Cutting into the mandu, the brimming mandu will practically explode with its contents. Chives, ground pork and other goodies makes this mandu pack a flavorful punch. Big winner for all.



The large-size order of bossam (there's only a medium and large size) comes with a ball of bossam kimchi, some salt-pickled green lettuce leaves and the bossam (pork shoulder that's been boiled with spices). Jeot gal (brined baby shrimp), ssamjang, garlic slices and spicy pepper slices are also provided on the side.


To eat, simply take a leaf and put a slice of the meat (dipped in the shrimp sauce) on top. Add some of the bossam kimchi, the garlic and peppers if you want and just a slight dab of the ssamjang. Roll up or scoop up with your chopsticks and enjoy.



Clean and without any game-y smell, the bossams were also a hit with both the Koreans and our Japanese friends. There's a slight cinnamon-y scent to the pork which gives it a nice grounding for the spicy kicks.

Each order of the kalguksu costs 8,000 won but the servings are huge and can be split into portions. Between the four of us, we put in two orders of the kal guksu and asked them to split it into four. Even with the split, the servings were sizable.


The beef broth comes swimming with a few ribbons of green onions, some onions, zucchini slices and a bit of meat.
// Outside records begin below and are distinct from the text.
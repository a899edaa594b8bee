//! Trait-surface tests for the in-memory record store.
//!
//! These pin down the filter, sort, and search semantics every backend must
//! share; the SQL implementation is expected to return row-for-row identical
//! results.

use chrono::{DateTime, Duration, NaiveDate, TimeZone, Utc};
use freightboard::api::{
    OrderId, ProductId, ShipmentEventId, ShipmentId, StockItemId, WarehouseId,
};
use freightboard::db::{
    InventoryRepository, LocalRepository, OrderFilter, OrderRepository, OrderSortField,
    ShipmentFilter, ShipmentRepository, ShipmentSort, SortDirection,
};
use freightboard::models::{
    Order, OrderStatus, Priority, Product, Shipment, ShipmentEvent, ShipmentStatus, StockItem,
    Warehouse,
};

fn ts(day: u32, hour: u32) -> DateTime<Utc> {
    Utc.with_ymd_and_hms(2024, 6, day, hour, 0, 0).unwrap()
}

fn day(d: u32) -> NaiveDate {
    NaiveDate::from_ymd_opt(2024, 6, d).unwrap()
}

fn shipment(id: i64, tracking: &str) -> Shipment {
    Shipment {
        id: ShipmentId::new(id),
        tracking_id: tracking.to_string(),
        origin: "Rotterdam".to_string(),
        destination: "Oslo".to_string(),
        eta: None,
        status: ShipmentStatus::InTransit,
        priority: Priority::Medium,
        carrier: "Nordic Freight".to_string(),
        contents: "Electronics".to_string(),
        driver_contact: String::new(),
        departure_time: None,
        last_updated: ts(10, 8),
    }
}

fn order(id: i64, customer: &str, date: NaiveDate) -> Order {
    Order {
        id: OrderId::new(id),
        customer_name: customer.to_string(),
        order_date: date,
        total_amount: 100.0,
        status: OrderStatus::Pending,
    }
}

fn seed_stock(
    repo: &LocalRepository,
    id: i64,
    product: &str,
    warehouse: &str,
    quantity: i32,
    reorder_point: i32,
) {
    repo.insert_product(Product {
        id: ProductId::new(id),
        name: product.to_string(),
        sku: format!("SKU-{:03}", id),
        reorder_point,
    });
    repo.insert_warehouse(Warehouse {
        id: WarehouseId::new(id),
        name: warehouse.to_string(),
        location: String::new(),
    });
    repo.insert_stock_item(StockItem {
        id: StockItemId::new(id),
        product_id: ProductId::new(id),
        warehouse_id: WarehouseId::new(id),
        quantity,
    });
}

#[tokio::test]
async fn test_text_filter_spans_five_fields() {
    let repo = LocalRepository::new();
    let mut by_origin = shipment(1, "TRK-0001");
    by_origin.origin = "Hamburg Port".to_string();
    let mut by_carrier = shipment(2, "TRK-0002");
    by_carrier.carrier = "Hamburg Express".to_string();
    let mut by_contents = shipment(3, "TRK-0003");
    by_contents.contents = "Frozen goods".to_string();
    repo.insert_shipment(by_origin);
    repo.insert_shipment(by_carrier);
    repo.insert_shipment(by_contents);

    let mut filter = ShipmentFilter::all();
    filter.text = Some("HAMBURG".to_string());

    let count = repo.count_shipments(&filter).await.unwrap();
    assert_eq!(count, 2);
}

#[tokio::test]
async fn test_empty_status_set_matches_nothing() {
    let repo = LocalRepository::new();
    repo.insert_shipment(shipment(1, "TRK-0001"));

    let filter = ShipmentFilter::of_statuses(vec![]);
    assert_eq!(repo.count_shipments(&filter).await.unwrap(), 0);
    // An unset status list is the opposite: no constraint at all.
    assert_eq!(
        repo.count_shipments(&ShipmentFilter::all()).await.unwrap(),
        1
    );
}

#[tokio::test]
async fn test_updated_window_is_half_open() {
    let repo = LocalRepository::new();
    let mut early = shipment(1, "TRK-0001");
    early.last_updated = ts(10, 0);
    let mut edge = shipment(2, "TRK-0002");
    edge.last_updated = ts(12, 0);
    repo.insert_shipment(early);
    repo.insert_shipment(edge);

    let filter = ShipmentFilter::all().updated_between(ts(10, 0), ts(12, 0));
    let rows = repo
        .list_shipments(&filter, ShipmentSort::RecentlyUpdated, None)
        .await
        .unwrap();

    // Lower bound inclusive, upper bound exclusive.
    assert_eq!(rows.len(), 1);
    assert_eq!(rows[0].tracking_id, "TRK-0001");
}

#[tokio::test]
async fn test_eta_sort_puts_missing_last_in_both_directions() {
    let repo = LocalRepository::new();
    let mut a = shipment(1, "TRK-A");
    a.eta = Some(ts(20, 0));
    let mut b = shipment(2, "TRK-B");
    b.eta = Some(ts(18, 0));
    let mut c = shipment(3, "TRK-C");
    c.eta = None;
    repo.insert_shipment(a);
    repo.insert_shipment(b);
    repo.insert_shipment(c);

    let asc = repo
        .list_shipments(&ShipmentFilter::all(), ShipmentSort::EtaAsc, None)
        .await
        .unwrap();
    let asc_ids: Vec<&str> = asc.iter().map(|s| s.tracking_id.as_str()).collect();
    assert_eq!(asc_ids, vec!["TRK-B", "TRK-A", "TRK-C"]);

    let desc = repo
        .list_shipments(&ShipmentFilter::all(), ShipmentSort::EtaDesc, None)
        .await
        .unwrap();
    let desc_ids: Vec<&str> = desc.iter().map(|s| s.tracking_id.as_str()).collect();
    assert_eq!(desc_ids, vec!["TRK-A", "TRK-B", "TRK-C"]);
}

#[tokio::test]
async fn test_priority_sort_ranks_high_medium_low() {
    let repo = LocalRepository::new();
    let mut low = shipment(1, "TRK-A");
    low.priority = Priority::Low;
    let mut high = shipment(2, "TRK-B");
    high.priority = Priority::High;
    let mut medium = shipment(3, "TRK-C");
    medium.priority = Priority::Medium;
    repo.insert_shipment(low);
    repo.insert_shipment(high);
    repo.insert_shipment(medium);

    let rows = repo
        .list_shipments(&ShipmentFilter::all(), ShipmentSort::PriorityRank, None)
        .await
        .unwrap();

    let priorities: Vec<Priority> = rows.iter().map(|s| s.priority).collect();
    assert_eq!(
        priorities,
        vec![Priority::High, Priority::Medium, Priority::Low]
    );
}

#[tokio::test]
async fn test_get_shipment_not_found() {
    let repo = LocalRepository::new();
    let err = repo.get_shipment(ShipmentId::new(404)).await.unwrap_err();
    assert!(err.to_string().contains("Not found"));
}

#[tokio::test]
async fn test_event_timeline_ties_break_by_id() {
    let repo = LocalRepository::new();
    repo.insert_shipment(shipment(1, "TRK-0001"));
    let at = ts(12, 9);
    for id in [2, 1] {
        repo.insert_event(ShipmentEvent {
            id: ShipmentEventId::new(id),
            shipment_id: ShipmentId::new(1),
            timestamp: at,
            description: format!("event {}", id),
            location: String::new(),
            icon: String::new(),
        });
    }

    let events = repo.events_for_shipment(ShipmentId::new(1)).await.unwrap();
    // Same timestamp: lower event id first.
    assert_eq!(events[0].id.value(), 1);
    assert_eq!(events[1].id.value(), 2);
}

#[tokio::test]
async fn test_volume_rows_sorted_and_windowed() {
    let repo = LocalRepository::new();
    for (id, d, hour) in [(1, 9, 23), (2, 12, 1), (3, 12, 22), (4, 14, 5)] {
        let mut s = shipment(id, &format!("TRK-{:04}", id));
        s.last_updated = ts(d, hour);
        repo.insert_shipment(s);
    }

    let rows = repo.shipment_volume_by_day(ts(10, 0)).await.unwrap();

    assert_eq!(rows.len(), 2);
    assert_eq!(rows[0].day, day(12));
    assert_eq!(rows[0].count, 2);
    assert_eq!(rows[1].day, day(14));
    assert_eq!(rows[1].count, 1);
}

#[tokio::test]
async fn test_status_breakdown_orders_by_count_then_name() {
    let repo = LocalRepository::new();
    let seeds = [
        (1, ShipmentStatus::Delivered),
        (2, ShipmentStatus::Delivered),
        (3, ShipmentStatus::Delayed),
        (4, ShipmentStatus::InTransit),
        (5, ShipmentStatus::InTransit),
    ];
    for (id, status) in seeds {
        let mut s = shipment(id, &format!("TRK-{:04}", id));
        s.status = status;
        repo.insert_shipment(s);
    }

    let rows = repo.status_breakdown().await.unwrap();

    assert_eq!(rows.len(), 3);
    // Two ties at count 2 resolve alphabetically by stored value.
    assert_eq!(rows[0].status, ShipmentStatus::Delivered);
    assert_eq!(rows[1].status, ShipmentStatus::InTransit);
    assert_eq!(rows[2].status, ShipmentStatus::Delayed);
}

#[tokio::test]
async fn test_order_text_filter_matches_id_digits() {
    let repo = LocalRepository::new();
    repo.insert_order(order(123, "ACME", day(3)));
    repo.insert_order(order(456, "Borealis 12", day(4)));

    let mut filter = OrderFilter::all();
    filter.text = Some("12".to_string());

    // "12" hits order 123 through its id and order 456 through its name.
    assert_eq!(repo.count_orders(&filter).await.unwrap(), 2);
}

#[tokio::test]
async fn test_order_sort_ties_follow_direction() {
    let repo = LocalRepository::new();
    repo.insert_order(order(1, "ACME", day(5)));
    repo.insert_order(order(2, "Borealis", day(5)));
    repo.insert_order(order(3, "Cramond", day(2)));

    let desc = repo
        .list_orders(
            &OrderFilter::all(),
            OrderSortField::OrderDate,
            SortDirection::Desc,
            None,
        )
        .await
        .unwrap();
    let desc_ids: Vec<i64> = desc.iter().map(|o| o.id.value()).collect();
    assert_eq!(desc_ids, vec![2, 1, 3]);

    let asc = repo
        .list_orders(
            &OrderFilter::all(),
            OrderSortField::OrderDate,
            SortDirection::Asc,
            None,
        )
        .await
        .unwrap();
    let asc_ids: Vec<i64> = asc.iter().map(|o| o.id.value()).collect();
    assert_eq!(asc_ids, vec![3, 1, 2]);
}

#[tokio::test]
async fn test_search_orders_exact_id_requires_all_digits() {
    let repo = LocalRepository::new();
    repo.insert_order(order(7, "ACME", day(3)));

    let hit = repo.search_orders("7", 10).await.unwrap();
    assert_eq!(hit.len(), 1);

    // A mixed query is not an id lookup and matches nothing here.
    let miss = repo.search_orders("7x", 10).await.unwrap();
    assert!(miss.is_empty());
}

#[tokio::test]
async fn test_search_orders_matches_status_text() {
    let repo = LocalRepository::new();
    let mut delivered = order(1, "ACME", day(3));
    delivered.status = OrderStatus::Delivered;
    repo.insert_order(delivered);
    repo.insert_order(order(2, "Borealis", day(4)));

    let results = repo.search_orders("deliver", 10).await.unwrap();
    assert_eq!(results.len(), 1);
    assert_eq!(results[0].id.value(), 1);
}

#[tokio::test]
async fn test_low_stock_ordering_scarcest_then_name() {
    let repo = LocalRepository::new();
    seed_stock(&repo, 1, "Washer", "Oslo Depot", 3, 10);
    seed_stock(&repo, 2, "Bolt", "Oslo Depot", 3, 10);
    seed_stock(&repo, 3, "Nut", "Oslo Depot", 1, 10);
    seed_stock(&repo, 4, "Gasket", "Oslo Depot", 0, 10); // empty, excluded

    let rows = repo.low_stock_records(10).await.unwrap();

    let names: Vec<&str> = rows.iter().map(|r| r.product_name.as_str()).collect();
    assert_eq!(names, vec!["Nut", "Bolt", "Washer"]);
}

#[tokio::test]
async fn test_count_below_reorder_includes_empty_items() {
    let repo = LocalRepository::new();
    seed_stock(&repo, 1, "Bolt", "Oslo Depot", 50, 10);
    seed_stock(&repo, 2, "Nut", "Oslo Depot", 10, 10); // at the point
    seed_stock(&repo, 3, "Gasket", "Oslo Depot", 0, 10); // empty

    assert_eq!(repo.count_below_reorder().await.unwrap(), 2);
    assert_eq!(repo.count_stock_items().await.unwrap(), 3);
    assert_eq!(repo.sum_stock_units().await.unwrap(), 60);
}

#[tokio::test]
async fn test_stock_listing_filter_ignores_warehouse_name() {
    let repo = LocalRepository::new();
    seed_stock(&repo, 1, "Bolt", "Bergen Depot", 50, 10);
    seed_stock(&repo, 2, "Nut", "Oslo Depot", 20, 10);

    // The listing filter covers product name and SKU only.
    let listed = repo.list_stock_records(Some("bergen")).await.unwrap();
    assert!(listed.is_empty());

    // Global search additionally covers the warehouse name.
    let searched = repo.search_stock_records("bergen", 10).await.unwrap();
    assert_eq!(searched.len(), 1);
    assert_eq!(searched[0].product_name, "Bolt");
}

#[tokio::test]
async fn test_stock_listing_sorted_by_product_then_warehouse() {
    let repo = LocalRepository::new();
    seed_stock(&repo, 1, "Bolt", "Oslo Depot", 5, 10);
    seed_stock(&repo, 2, "Anchor", "Bergen Depot", 5, 10);
    // Same product name in a second warehouse.
    repo.insert_product(Product {
        id: ProductId::new(3),
        name: "Anchor".to_string(),
        sku: "SKU-900".to_string(),
        reorder_point: 10,
    });
    repo.insert_warehouse(Warehouse {
        id: WarehouseId::new(3),
        name: "Aalborg Depot".to_string(),
        location: String::new(),
    });
    repo.insert_stock_item(StockItem {
        id: StockItemId::new(3),
        product_id: ProductId::new(3),
        warehouse_id: WarehouseId::new(3),
        quantity: 2,
    });

    let rows = repo.list_stock_records(None).await.unwrap();

    let pairs: Vec<(&str, &str)> = rows
        .iter()
        .map(|r| (r.product_name.as_str(), r.warehouse_name.as_str()))
        .collect();
    assert_eq!(
        pairs,
        vec![
            ("Anchor", "Aalborg Depot"),
            ("Anchor", "Bergen Depot"),
            ("Bolt", "Oslo Depot"),
        ]
    );
}

#[tokio::test]
async fn test_stock_status_counts_partition_the_items() {
    let repo = LocalRepository::new();
    seed_stock(&repo, 1, "Bolt", "Oslo Depot", 50, 10);
    seed_stock(&repo, 2, "Nut", "Oslo Depot", 10, 10);
    seed_stock(&repo, 3, "Gasket", "Oslo Depot", 0, 10);

    let counts = repo.stock_status_counts().await.unwrap();

    assert_eq!(counts.in_stock, 1);
    assert_eq!(counts.low_stock, 1);
    assert_eq!(counts.out_of_stock, 1);
    assert_eq!(counts.total(), 3);
}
The knife cut noodles are on the thinner side here but you can tell they've been cooked right as they don't break apart when picked up. Both a garlicky regular kimchi and plain white kimchi are provided for accompaniment and go well with the kal guksu as usual. The broth tastes like it's been simmered for a while and if you're not in the mood for noodles you can opt for the wang mandu soup which uses the same broth as its base.

Bukchon Kal Guksu also serves Soo Yook and Baek Soo Yook (boiled beef instead of pork) for beef loving friends but they are pricier than the bossam. A mushroom jeongol (mushroom stew) is on the menu which may or may not be suitable for vegetarians (you'll have to ask the server what the broth is made from).

All in all, Bukchon Kal Guksu is a fine establishment to take your friends for solid good food. It's unfortunate the prices have gone up in recent years (Kal Guksu used to be 6,000 won in the past if I recall and a large order of bossam 30,000) but it's somewhat understandable given how real estate in the area has skyrocketed.

The setting and location is a bonus as well allowing you and your party to stroll around the lovely neighborhood if you choose to. :)

Ratings: 3 out of 4 stars

Address: 
서울 종로구 소격동 84
84, Sogyeok-dong, Jongno-gu, Seoul 110-200

Telephone: 02-739-6339

Parking: Free valet parking in front

Alcohol: Beer, soju, etc all available

Tip: If you order large dishes such as the bossam, you can order about half the number of kal guksu (per person) and ask to have it split which they will do for you. Great way to try the kal guksu without over ordering for your meal. 

There's a number of fine and quaint cafes on the same street as Bukchon Kal Guksu so you can grab coffee/tea/dessert in any of those places after dinner (if you have room).